Which lines below contain "query"? Pull them out.
:::
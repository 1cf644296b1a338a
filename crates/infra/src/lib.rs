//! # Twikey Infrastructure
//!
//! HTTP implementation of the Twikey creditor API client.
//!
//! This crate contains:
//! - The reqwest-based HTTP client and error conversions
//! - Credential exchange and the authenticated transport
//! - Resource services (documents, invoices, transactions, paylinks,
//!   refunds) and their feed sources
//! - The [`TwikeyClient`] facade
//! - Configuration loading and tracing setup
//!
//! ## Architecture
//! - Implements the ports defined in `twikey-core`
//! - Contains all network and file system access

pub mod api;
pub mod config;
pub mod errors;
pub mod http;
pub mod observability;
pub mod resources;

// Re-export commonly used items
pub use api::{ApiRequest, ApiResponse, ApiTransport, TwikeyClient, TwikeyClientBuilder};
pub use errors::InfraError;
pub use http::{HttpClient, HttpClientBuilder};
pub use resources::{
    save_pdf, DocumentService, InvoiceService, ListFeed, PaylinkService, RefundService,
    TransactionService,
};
:::
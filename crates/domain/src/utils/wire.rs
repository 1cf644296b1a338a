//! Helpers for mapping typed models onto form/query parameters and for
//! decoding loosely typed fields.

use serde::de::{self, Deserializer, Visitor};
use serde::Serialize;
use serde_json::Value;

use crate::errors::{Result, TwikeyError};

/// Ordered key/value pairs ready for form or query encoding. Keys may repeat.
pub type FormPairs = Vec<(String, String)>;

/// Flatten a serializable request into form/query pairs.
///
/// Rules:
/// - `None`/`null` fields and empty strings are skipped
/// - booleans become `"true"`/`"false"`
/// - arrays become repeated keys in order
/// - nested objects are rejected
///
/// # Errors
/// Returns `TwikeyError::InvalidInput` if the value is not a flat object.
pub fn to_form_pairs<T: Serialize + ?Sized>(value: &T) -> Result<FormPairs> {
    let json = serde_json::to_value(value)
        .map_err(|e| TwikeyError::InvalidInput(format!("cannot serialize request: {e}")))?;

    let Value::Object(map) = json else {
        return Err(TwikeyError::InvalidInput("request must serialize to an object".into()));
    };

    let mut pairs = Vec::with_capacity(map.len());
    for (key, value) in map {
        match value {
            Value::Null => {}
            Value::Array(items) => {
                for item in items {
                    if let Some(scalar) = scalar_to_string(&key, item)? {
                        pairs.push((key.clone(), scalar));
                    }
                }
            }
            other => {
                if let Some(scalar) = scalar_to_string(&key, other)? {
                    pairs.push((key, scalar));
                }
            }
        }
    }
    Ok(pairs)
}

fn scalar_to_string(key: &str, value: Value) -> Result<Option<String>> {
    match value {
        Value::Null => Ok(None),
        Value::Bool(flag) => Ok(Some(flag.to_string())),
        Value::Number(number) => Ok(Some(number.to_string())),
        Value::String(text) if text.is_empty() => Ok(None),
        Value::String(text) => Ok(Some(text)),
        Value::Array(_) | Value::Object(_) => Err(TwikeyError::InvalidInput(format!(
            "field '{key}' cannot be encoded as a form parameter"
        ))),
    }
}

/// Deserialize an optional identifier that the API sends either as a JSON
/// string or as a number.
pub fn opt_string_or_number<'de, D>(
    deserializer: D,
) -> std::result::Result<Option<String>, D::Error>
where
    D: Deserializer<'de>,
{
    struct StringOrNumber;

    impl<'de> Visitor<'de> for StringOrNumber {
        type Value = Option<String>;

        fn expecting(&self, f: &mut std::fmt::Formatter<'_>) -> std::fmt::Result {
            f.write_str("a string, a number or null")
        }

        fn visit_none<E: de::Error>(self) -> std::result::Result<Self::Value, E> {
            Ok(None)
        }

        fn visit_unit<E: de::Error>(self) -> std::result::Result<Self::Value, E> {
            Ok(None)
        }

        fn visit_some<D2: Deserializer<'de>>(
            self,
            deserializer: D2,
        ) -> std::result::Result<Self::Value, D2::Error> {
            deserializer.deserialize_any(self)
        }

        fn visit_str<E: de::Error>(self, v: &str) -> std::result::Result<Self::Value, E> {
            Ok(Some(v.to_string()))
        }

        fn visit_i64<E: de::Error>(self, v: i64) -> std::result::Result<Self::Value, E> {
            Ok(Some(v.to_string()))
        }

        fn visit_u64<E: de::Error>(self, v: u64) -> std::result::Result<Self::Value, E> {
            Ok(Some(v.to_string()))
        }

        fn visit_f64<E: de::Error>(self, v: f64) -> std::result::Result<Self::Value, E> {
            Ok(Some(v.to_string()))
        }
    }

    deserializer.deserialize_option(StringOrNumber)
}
:::
§ Result below
//! Helpers for mapping typed models onto form/query parameters and for
/// Ordered key/value pairs ready for form or query encoding. Keys may repeat.
/// Flatten a serializable request into form/query pairs.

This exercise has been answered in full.